*WORK TO COMPLETE*: With spelling and spacing unchanged, write out each line of the material.

*THE DATA*:

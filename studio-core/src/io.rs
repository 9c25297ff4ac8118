//! File capabilities.
//!
//! Import reads through a [`FileSource`] and export writes through a
//! [`FileSink`], so the session never touches a concrete file system.

use std::collections::BTreeMap;
use std::path::{Path, PathBuf};
use std::sync::{Arc, PoisonError, RwLock};

use async_trait::async_trait;

/// A readable file handed to the import pipeline.
#[async_trait]
pub trait FileSource: Send + Sync {
    /// File name, used to infer the format.
    fn name(&self) -> &str;

    /// Declared MIME type, if known.
    fn mime(&self) -> Option<&str> {
        None
    }

    /// Read the whole file.
    async fn read(&self) -> std::io::Result<Vec<u8>>;
}

/// A destination for exported files.
#[async_trait]
pub trait FileSink: Send + Sync {
    /// Write a file under the given name.
    async fn write(&self, name: &str, bytes: &[u8]) -> std::io::Result<()>;
}

/// A file on disk.
#[derive(Debug, Clone)]
pub struct PathSource {
    path: PathBuf,
    name: String,
}

impl PathSource {
    /// Wrap a path; the name is its final component.
    #[must_use]
    pub fn new(path: impl Into<PathBuf>) -> Self {
        let path = path.into();
        let name = path
            .file_name()
            .map(|n| n.to_string_lossy().into_owned())
            .unwrap_or_default();
        Self { path, name }
    }

    /// The wrapped path.
    #[must_use]
    pub fn path(&self) -> &Path {
        &self.path
    }
}

#[async_trait]
impl FileSource for PathSource {
    fn name(&self) -> &str {
        &self.name
    }

    async fn read(&self) -> std::io::Result<Vec<u8>> {
        tokio::fs::read(&self.path).await
    }
}

/// An in-memory file, e.g. an upload body or a dropped file.
#[derive(Debug, Clone)]
pub struct BytesSource {
    name: String,
    mime: Option<String>,
    bytes: Vec<u8>,
}

impl BytesSource {
    /// Create a source from a name and contents.
    #[must_use]
    pub fn new(name: impl Into<String>, bytes: impl Into<Vec<u8>>) -> Self {
        Self {
            name: name.into(),
            mime: None,
            bytes: bytes.into(),
        }
    }

    /// Attach a MIME type.
    #[must_use]
    pub fn with_mime(mut self, mime: impl Into<String>) -> Self {
        self.mime = Some(mime.into());
        self
    }
}

#[async_trait]
impl FileSource for BytesSource {
    fn name(&self) -> &str {
        &self.name
    }

    fn mime(&self) -> Option<&str> {
        self.mime.as_deref()
    }

    async fn read(&self) -> std::io::Result<Vec<u8>> {
        Ok(self.bytes.clone())
    }
}

/// Writes exported files into a directory.
#[derive(Debug, Clone)]
pub struct DirSink {
    dir: PathBuf,
}

impl DirSink {
    /// Write into `dir`, creating it on first write.
    #[must_use]
    pub fn new(dir: impl Into<PathBuf>) -> Self {
        Self { dir: dir.into() }
    }

    /// Path a file name maps to. Directory components are discarded.
    #[must_use]
    pub fn path_for(&self, name: &str) -> PathBuf {
        let file_name = Path::new(name)
            .file_name()
            .map_or_else(|| "export".to_string(), |n| n.to_string_lossy().into_owned());
        self.dir.join(file_name)
    }
}

#[async_trait]
impl FileSink for DirSink {
    async fn write(&self, name: &str, bytes: &[u8]) -> std::io::Result<()> {
        tokio::fs::create_dir_all(&self.dir).await?;
        tokio::fs::write(self.path_for(name), bytes).await
    }
}

/// Collects exported files in memory.
#[derive(Debug, Clone, Default)]
pub struct MemorySink {
    files: Arc<RwLock<BTreeMap<String, Vec<u8>>>>,
}

impl MemorySink {
    /// Create an empty sink.
    #[must_use]
    pub fn new() -> Self {
        Self::default()
    }

    /// Contents written under `name`, if any.
    #[must_use]
    pub fn get(&self, name: &str) -> Option<Vec<u8>> {
        self.files
            .read()
            .unwrap_or_else(PoisonError::into_inner)
            .get(name)
            .cloned()
    }

    /// Names written so far, sorted.
    #[must_use]
    pub fn names(&self) -> Vec<String> {
        self.files
            .read()
            .unwrap_or_else(PoisonError::into_inner)
            .keys()
            .cloned()
            .collect()
    }
}

#[async_trait]
impl FileSink for MemorySink {
    async fn write(&self, name: &str, bytes: &[u8]) -> std::io::Result<()> {
        self.files
            .write()
            .unwrap_or_else(PoisonError::into_inner)
            .insert(name.to_string(), bytes.to_vec());
        Ok(())
    }
}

*EXERCISE SOLUTION*:
filename studio-core/src/io.rs
repository 9c25297ff4ac8118
//! File capabilities.
//!
//! Import reads through a [`FileSource`] and export writes through a
//! [`FileSink`], so the session never touches a concrete file system.

use std::collections::BTreeMap;
use std::path::{Path, PathBuf};
use std::sync::{Arc, PoisonError, RwLock};

use async_trait::async_trait;

/// A readable file handed to the import pipeline.
#[async_trait]
pub trait FileSource: Send + Sync {
    /// File name, used to infer the format.
    fn name(&self) -> &str;

    /// Declared MIME type, if known.
    fn mime(&self) -> Option<&str> {
        None
    }

    /// Read the whole file.
    async fn read(&self) -> std::io::Result<Vec<u8>>;
}

/// A destination for exported files.
#[async_trait]
pub trait FileSink: Send + Sync {
    /// Write a file under the given name.
    async fn write(&self, name: &str, bytes: &[u8]) -> std::io::Result<()>;
}

/// A file on disk.
#[derive(Debug, Clone)]
pub struct PathSource {
    path: PathBuf,
    name: String,
}

impl PathSource {
    /// Wrap a path; the name is its final component.
    #[must_use]
    pub fn new(path: impl Into<PathBuf>) -> Self {
        let path = path.into();
        let name = path
            .file_name()
            .map(|n| n.to_string_lossy().into_owned())
            .unwrap_or_default();
        Self { path, name }
    }

    /// The wrapped path.
    #[must_use]
    pub fn path(&self) -> &Path {
        &self.path
    }
}

#[async_trait]
impl FileSource for PathSource {
    fn name(&self) -> &str {
        &self.name
    }

    async fn read(&self) -> std::io::Result<Vec<u8>> {
        tokio::fs::read(&self.path).await
    }
}

/// An in-memory file, e.g. an upload body or a dropped file.
#[derive(Debug, Clone)]
pub struct BytesSource {
    name: String,
    mime: Option<String>,
    bytes: Vec<u8>,
}

impl BytesSource {
    /// Create a source from a name and contents.
    #[must_use]
    pub fn new(name: impl Into<String>, bytes: impl Into<Vec<u8>>) -> Self {
        Self {
            name: name.into(),
            mime: None,
            bytes: bytes.into(),
        }
    }

    /// Attach a MIME type.
    #[must_use]
    pub fn with_mime(mut self, mime: impl Into<String>) -> Self {
        self.mime = Some(mime.into());
        self
    }
}

#[async_trait]
impl FileSource for BytesSource {
    fn name(&self) -> &str {
        &self.name
    }

    fn mime(&self) -> Option<&str> {
        self.mime.as_deref()
    }

    async fn read(&self) -> std::io::Result<Vec<u8>> {
        Ok(self.bytes.clone())
    }
}

/// Writes exported files into a directory.
#[derive(Debug, Clone)]
pub struct DirSink {
    dir: PathBuf,
}

impl DirSink {
    /// Write into `dir`, creating it on first write.
    #[must_use]
    pub fn new(dir: impl Into<PathBuf>) -> Self {
        Self { dir: dir.into() }
    }

    /// Path a file name maps to. Directory components are discarded.
    #[must_use]
    pub fn path_for(&self, name: &str) -> PathBuf {
        let file_name = Path::new(name)
            .file_name()
            .map_or_else(|| "export".to_string(), |n| n.to_string_lossy().into_owned());
        self.dir.join(file_name)
    }
}

#[async_trait]
impl FileSink for DirSink {
    async fn write(&self, name: &str, bytes: &[u8]) -> std::io::Result<()> {
        tokio::fs::create_dir_all(&self.dir).await?;
        tokio::fs::write(self.path_for(name), bytes).await
    }
}

/// Collects exported files in memory.
#[derive(Debug, Clone, Default)]
pub struct MemorySink {
    files: Arc<RwLock<BTreeMap<String, Vec<u8>>>>,
}

impl MemorySink {
    /// Create an empty sink.
    #[must_use]
    pub fn new() -> Self {
        Self::default()
    }

    /// Contents written under `name`, if any.
    #[must_use]
    pub fn get(&self, name: &str) -> Option<Vec<u8>> {
        self.files
            .read()
            .unwrap_or_else(PoisonError::into_inner)
            .get(name)
            .cloned()
    }

    /// Names written so far, sorted.
    #[must_use]
    pub fn names(&self) -> Vec<String> {
        self.files
            .read()
            .unwrap_or_else(PoisonError::into_inner)
            .keys()
            .cloned()
            .collect()
    }
}

#[async_trait]
impl FileSink for MemorySink {
    async fn write(&self, name: &str, bytes: &[u8]) -> std::io::Result<()> {
        self.files
            .write()
            .unwrap_or_else(PoisonError::into_inner)
            .insert(name.to_string(), bytes.to_vec());
        Ok(())
    }
}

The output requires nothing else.